Work item:
From the first line through the line containing "assert!(cost_of(&call) > cost_of(&member));", transcribe the records exactly and include no other lines.

BEGIN

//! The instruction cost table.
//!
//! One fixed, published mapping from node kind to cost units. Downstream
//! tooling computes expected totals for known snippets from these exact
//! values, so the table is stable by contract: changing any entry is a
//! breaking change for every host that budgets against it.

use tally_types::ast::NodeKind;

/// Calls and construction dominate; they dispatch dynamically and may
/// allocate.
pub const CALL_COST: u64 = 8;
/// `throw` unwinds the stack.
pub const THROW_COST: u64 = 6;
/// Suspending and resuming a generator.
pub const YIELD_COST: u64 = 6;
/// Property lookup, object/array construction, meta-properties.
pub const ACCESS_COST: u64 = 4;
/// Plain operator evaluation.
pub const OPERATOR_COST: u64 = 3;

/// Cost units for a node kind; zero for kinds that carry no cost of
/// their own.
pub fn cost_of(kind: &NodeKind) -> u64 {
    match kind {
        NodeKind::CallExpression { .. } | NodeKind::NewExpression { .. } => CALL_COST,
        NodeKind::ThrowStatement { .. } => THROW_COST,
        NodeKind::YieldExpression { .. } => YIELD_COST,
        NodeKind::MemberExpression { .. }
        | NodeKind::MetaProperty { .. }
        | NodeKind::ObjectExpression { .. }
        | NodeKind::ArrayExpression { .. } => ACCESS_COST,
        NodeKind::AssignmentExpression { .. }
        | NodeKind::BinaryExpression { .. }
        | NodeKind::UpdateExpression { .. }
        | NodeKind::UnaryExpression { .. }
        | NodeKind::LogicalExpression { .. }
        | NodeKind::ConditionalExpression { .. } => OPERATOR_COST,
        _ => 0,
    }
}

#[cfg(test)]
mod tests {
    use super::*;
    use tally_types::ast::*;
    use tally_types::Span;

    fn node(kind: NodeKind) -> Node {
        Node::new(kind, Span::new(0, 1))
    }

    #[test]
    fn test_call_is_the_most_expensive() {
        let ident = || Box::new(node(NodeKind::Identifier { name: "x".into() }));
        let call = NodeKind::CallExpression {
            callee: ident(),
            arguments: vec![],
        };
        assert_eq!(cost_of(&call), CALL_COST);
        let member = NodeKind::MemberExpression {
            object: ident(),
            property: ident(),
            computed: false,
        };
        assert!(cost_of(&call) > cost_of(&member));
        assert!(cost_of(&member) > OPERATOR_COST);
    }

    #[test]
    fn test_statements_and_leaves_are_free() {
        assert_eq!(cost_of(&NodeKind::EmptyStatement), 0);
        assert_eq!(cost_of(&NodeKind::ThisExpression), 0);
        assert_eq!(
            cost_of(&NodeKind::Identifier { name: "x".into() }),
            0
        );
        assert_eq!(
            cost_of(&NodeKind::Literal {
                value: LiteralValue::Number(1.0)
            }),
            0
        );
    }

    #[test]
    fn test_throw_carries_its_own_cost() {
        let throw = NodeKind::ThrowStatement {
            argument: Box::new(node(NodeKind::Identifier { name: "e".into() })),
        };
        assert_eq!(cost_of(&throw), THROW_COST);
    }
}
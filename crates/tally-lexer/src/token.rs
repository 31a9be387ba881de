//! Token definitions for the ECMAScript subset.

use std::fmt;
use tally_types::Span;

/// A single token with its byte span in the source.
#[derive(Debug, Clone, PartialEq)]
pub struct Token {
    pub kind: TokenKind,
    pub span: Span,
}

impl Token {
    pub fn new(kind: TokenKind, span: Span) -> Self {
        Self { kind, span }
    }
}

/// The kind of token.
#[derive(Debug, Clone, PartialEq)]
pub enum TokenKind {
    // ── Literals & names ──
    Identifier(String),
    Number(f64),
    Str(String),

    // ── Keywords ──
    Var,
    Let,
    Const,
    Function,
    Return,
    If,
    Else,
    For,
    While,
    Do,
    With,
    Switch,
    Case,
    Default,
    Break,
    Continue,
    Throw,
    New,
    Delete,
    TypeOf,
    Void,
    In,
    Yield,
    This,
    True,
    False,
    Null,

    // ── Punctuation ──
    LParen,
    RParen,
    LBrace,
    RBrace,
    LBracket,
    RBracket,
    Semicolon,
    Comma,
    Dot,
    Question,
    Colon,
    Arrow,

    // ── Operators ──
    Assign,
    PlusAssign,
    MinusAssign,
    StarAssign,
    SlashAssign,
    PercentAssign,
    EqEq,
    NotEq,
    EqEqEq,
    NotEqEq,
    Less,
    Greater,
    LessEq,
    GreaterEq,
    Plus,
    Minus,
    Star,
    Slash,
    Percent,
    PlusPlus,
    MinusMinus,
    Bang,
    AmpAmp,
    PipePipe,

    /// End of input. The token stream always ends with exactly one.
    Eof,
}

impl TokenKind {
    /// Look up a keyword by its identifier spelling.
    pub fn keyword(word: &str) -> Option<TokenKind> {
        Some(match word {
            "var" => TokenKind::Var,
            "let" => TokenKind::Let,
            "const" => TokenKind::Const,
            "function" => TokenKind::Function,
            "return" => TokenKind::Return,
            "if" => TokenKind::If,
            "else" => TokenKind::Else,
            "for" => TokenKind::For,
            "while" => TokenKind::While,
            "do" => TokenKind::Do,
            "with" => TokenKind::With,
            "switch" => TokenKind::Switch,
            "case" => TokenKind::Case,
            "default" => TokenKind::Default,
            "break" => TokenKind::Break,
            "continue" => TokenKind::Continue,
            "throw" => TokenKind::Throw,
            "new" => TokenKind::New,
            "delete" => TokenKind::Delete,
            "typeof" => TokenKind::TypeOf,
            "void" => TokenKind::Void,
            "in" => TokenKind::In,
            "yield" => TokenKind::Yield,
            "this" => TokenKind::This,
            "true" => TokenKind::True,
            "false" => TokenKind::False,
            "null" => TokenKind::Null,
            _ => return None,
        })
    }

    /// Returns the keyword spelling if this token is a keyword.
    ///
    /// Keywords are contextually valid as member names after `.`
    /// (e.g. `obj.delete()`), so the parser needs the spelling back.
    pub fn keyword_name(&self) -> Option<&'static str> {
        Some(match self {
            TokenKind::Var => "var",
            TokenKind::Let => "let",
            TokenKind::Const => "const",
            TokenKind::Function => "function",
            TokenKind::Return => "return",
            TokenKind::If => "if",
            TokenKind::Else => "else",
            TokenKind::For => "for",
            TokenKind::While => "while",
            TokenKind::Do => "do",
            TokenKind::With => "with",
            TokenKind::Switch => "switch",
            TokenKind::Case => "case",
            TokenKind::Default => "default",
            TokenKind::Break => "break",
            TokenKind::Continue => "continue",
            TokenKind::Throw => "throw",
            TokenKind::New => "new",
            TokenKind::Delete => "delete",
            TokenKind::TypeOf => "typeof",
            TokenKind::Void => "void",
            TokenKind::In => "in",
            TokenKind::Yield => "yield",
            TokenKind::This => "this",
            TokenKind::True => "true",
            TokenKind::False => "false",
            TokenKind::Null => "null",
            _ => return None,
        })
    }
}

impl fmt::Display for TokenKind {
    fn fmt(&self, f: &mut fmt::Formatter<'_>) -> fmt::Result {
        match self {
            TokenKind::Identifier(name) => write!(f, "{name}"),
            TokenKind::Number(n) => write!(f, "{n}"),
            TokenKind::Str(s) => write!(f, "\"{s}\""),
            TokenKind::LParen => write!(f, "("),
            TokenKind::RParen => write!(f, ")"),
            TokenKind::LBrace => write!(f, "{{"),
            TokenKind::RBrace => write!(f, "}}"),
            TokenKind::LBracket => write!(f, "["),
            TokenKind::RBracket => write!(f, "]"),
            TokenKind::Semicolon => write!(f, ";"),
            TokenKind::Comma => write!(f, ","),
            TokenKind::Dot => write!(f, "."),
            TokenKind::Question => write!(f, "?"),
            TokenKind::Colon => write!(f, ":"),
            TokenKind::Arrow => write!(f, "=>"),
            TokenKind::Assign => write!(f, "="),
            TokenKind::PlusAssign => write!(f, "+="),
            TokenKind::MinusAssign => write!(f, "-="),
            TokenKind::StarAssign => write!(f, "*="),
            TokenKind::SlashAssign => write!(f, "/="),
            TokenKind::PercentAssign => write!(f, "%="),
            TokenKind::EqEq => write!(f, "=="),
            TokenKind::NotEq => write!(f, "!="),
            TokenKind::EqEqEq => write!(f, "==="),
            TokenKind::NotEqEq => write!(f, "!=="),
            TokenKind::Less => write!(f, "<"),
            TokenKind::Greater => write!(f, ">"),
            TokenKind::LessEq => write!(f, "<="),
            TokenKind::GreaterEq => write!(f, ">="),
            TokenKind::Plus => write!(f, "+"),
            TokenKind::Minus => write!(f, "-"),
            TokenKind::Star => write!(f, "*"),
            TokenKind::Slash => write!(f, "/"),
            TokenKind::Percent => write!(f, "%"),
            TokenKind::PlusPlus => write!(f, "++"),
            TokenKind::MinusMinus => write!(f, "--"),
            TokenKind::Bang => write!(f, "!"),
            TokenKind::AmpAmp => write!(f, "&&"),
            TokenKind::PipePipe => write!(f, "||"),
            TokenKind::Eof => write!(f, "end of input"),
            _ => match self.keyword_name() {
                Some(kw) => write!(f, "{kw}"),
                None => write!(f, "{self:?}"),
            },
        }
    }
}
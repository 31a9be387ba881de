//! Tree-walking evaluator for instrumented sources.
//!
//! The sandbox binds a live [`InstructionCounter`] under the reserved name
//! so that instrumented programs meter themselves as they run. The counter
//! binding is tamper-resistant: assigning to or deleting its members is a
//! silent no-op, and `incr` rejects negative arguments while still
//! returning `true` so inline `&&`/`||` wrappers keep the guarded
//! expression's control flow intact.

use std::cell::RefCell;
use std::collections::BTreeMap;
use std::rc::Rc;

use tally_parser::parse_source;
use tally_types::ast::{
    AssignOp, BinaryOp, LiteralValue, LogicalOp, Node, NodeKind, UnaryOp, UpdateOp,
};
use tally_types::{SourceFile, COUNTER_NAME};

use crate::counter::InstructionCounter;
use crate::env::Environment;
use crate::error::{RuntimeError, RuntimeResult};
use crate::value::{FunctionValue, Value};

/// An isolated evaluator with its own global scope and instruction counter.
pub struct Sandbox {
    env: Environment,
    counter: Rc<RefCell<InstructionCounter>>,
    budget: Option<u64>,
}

END

Your response:
//! The instruction cost table.
//!
//! One fixed, published mapping from node kind to cost units. Downstream
//! tooling computes expected totals for known snippets from these exact
//! values, so the table is stable by contract: changing any entry is a
//! breaking change for every host that budgets against it.

use tally_types::ast::NodeKind;

/// Calls and construction dominate; they dispatch dynamically and may
/// allocate.
pub const CALL_COST: u64 = 8;
/// `throw` unwinds the stack.
pub const THROW_COST: u64 = 6;
/// Suspending and resuming a generator.
pub const YIELD_COST: u64 = 6;
/// Property lookup, object/array construction, meta-properties.
pub const ACCESS_COST: u64 = 4;
/// Plain operator evaluation.
pub const OPERATOR_COST: u64 = 3;

/// Cost units for a node kind; zero for kinds that carry no cost of
/// their own.
pub fn cost_of(kind: &NodeKind) -> u64 {
    match kind {
        NodeKind::CallExpression { .. } | NodeKind::NewExpression { .. } => CALL_COST,
        NodeKind::ThrowStatement { .. } => THROW_COST,
        NodeKind::YieldExpression { .. } => YIELD_COST,
        NodeKind::MemberExpression { .. }
        | NodeKind::MetaProperty { .. }
        | NodeKind::ObjectExpression { .. }
        | NodeKind::ArrayExpression { .. } => ACCESS_COST,
        NodeKind::AssignmentExpression { .. }
        | NodeKind::BinaryExpression { .. }
        | NodeKind::UpdateExpression { .. }
        | NodeKind::UnaryExpression { .. }
        | NodeKind::LogicalExpression { .. }
        | NodeKind::ConditionalExpression { .. } => OPERATOR_COST,
        _ => 0,
    }
}

#[cfg(test)]
mod tests {
    use super::*;
    use tally_types::ast::*;
    use tally_types::Span;

    fn node(kind: NodeKind) -> Node {
        Node::new(kind, Span::new(0, 1))
    }

    #[test]
    fn test_call_is_the_most_expensive() {
        let ident = || Box::new(node(NodeKind::Identifier { name: "x".into() }));
        let call = NodeKind::CallExpression {
            callee: ident(),
            arguments: vec![],
        };
        assert_eq!(cost_of(&call), CALL_COST);
        let member = NodeKind::MemberExpression {
            object: ident(),
            property: ident(),
            computed: false,
        };
        assert!(cost_of(&call) > cost_of(&member));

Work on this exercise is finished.